_Work task_:
On how many lines of the records below does the string "ActionCoordinator" appear? Reply with only the number.
===== Recorded information =====
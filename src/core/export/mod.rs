//! Order export
//!
//! This module provides the export half of the exporter:
//! - Row projection of orders onto fixed and custom columns
//! - CSV payload encoding and file naming
//! - The export engine that selects, projects and marks orders
//! - Summary and reporting

pub mod engine;
pub mod payload;
pub mod row;
pub mod summary;

pub use engine::{ExportOutcome, OrderExportEngine, MARKER_VALUE};
pub use payload::{export_file_name, CsvPayload, CSV_CONTENT_TYPE, DEFAULT_FILENAME_PREFIX};
pub use row::{ExportRow, FIXED_COLUMNS};
pub use summary::ExportSummary;
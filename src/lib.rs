// Order Exporter - Completed orders to CSV with exported-flag tracking
// Copyright (c) 2025 Order Exporter Contributors
// Licensed under the MIT License

//! # Order Exporter
//!
//! Batch exporter for completed e-commerce orders. Each run writes every
//! completed order that does not yet carry the exported flag to a CSV file,
//! then sets the flag on it so the next run skips it. A separate action
//! clears the flag on all completed orders.
//!
//! ## Architecture
//!
//! - [`cli`] - Command-line interface and argument parsing
//! - [`core`] - Business logic (settings, access guard, export, reset, status)
//! - [`adapters`] - Order store integrations (JSON snapshot, in-memory)
//! - [`domain`] - Core domain types and errors
//! - [`config`] - Configuration management
//! - [`logging`] - Structured logging
//!
//! ## Quick Start
//!
//! ```rust,no_run
//! use order_exporter::config::{load_config, secret_string};
//! use order_exporter::core::access::{AccessRequest, MANAGE_STORE};
//! use order_exporter::core::coordinator::ActionCoordinator;
//!
//! #[tokio::main]
//! async fn main() -> Result<(), Box<dyn std::error::Error>> {
//!     let config = load_config("order-exporter.toml")?;
//!     let coordinator = ActionCoordinator::from_config(&config)?;
//!
//!     let request = AccessRequest::new(
//!         Some(secret_string("token".to_string())),
//!         vec![MANAGE_STORE.to_string()],
//!     );
//!     let outcome = coordinator.export_orders(&request).await?;
//!
//!     std::fs::write(outcome.payload.file_name(), outcome.payload.body())?;
//!     println!("Exported {} orders", outcome.summary.exported_count());
//!     Ok(())
//! }
//! ```
//!
//! ## Engines without the guard
//!
//! The engines can be driven directly against any [`adapters::store::OrderStore`]:
//!
//! ```rust
//! use order_exporter::adapters::memory::InMemoryOrderStore;
//! use order_exporter::core::export::OrderExportEngine;
//! use order_exporter::core::reset::FlagResetEngine;
//! use order_exporter::core::settings::ExportSettings;
//! use std::sync::Arc;
//!
//! # async fn example() -> Result<(), Box<dyn std::error::Error>> {
//! let store = Arc::new(InMemoryOrderStore::new());
//! let settings = ExportSettings::from_options(Some("sku, region"), Some("_exported"));
//!
//! let outcome = OrderExportEngine::new(store.clone(), settings.clone())
//!     .export()
//!     .await?;
//! assert_eq!(outcome.payload.row_count(), 0);
//!
//! let reset = FlagResetEngine::new(store, settings).unset().await?;
//! assert_eq!(reset.cleared_count(), 0);
//! # Ok(())
//! # }
//! ```
//!
//! ## Error Handling
//!
//! Every fallible operation returns [`domain::ExporterError`]. Store
//! failures arrive as [`domain::StoreError`] wrapped in
//! [`domain::ExporterError::Store`].

pub mod adapters;
pub mod cli;
pub mod config;
pub mod core;
pub mod domain;
pub mod logging;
=====
_Final answer_:
2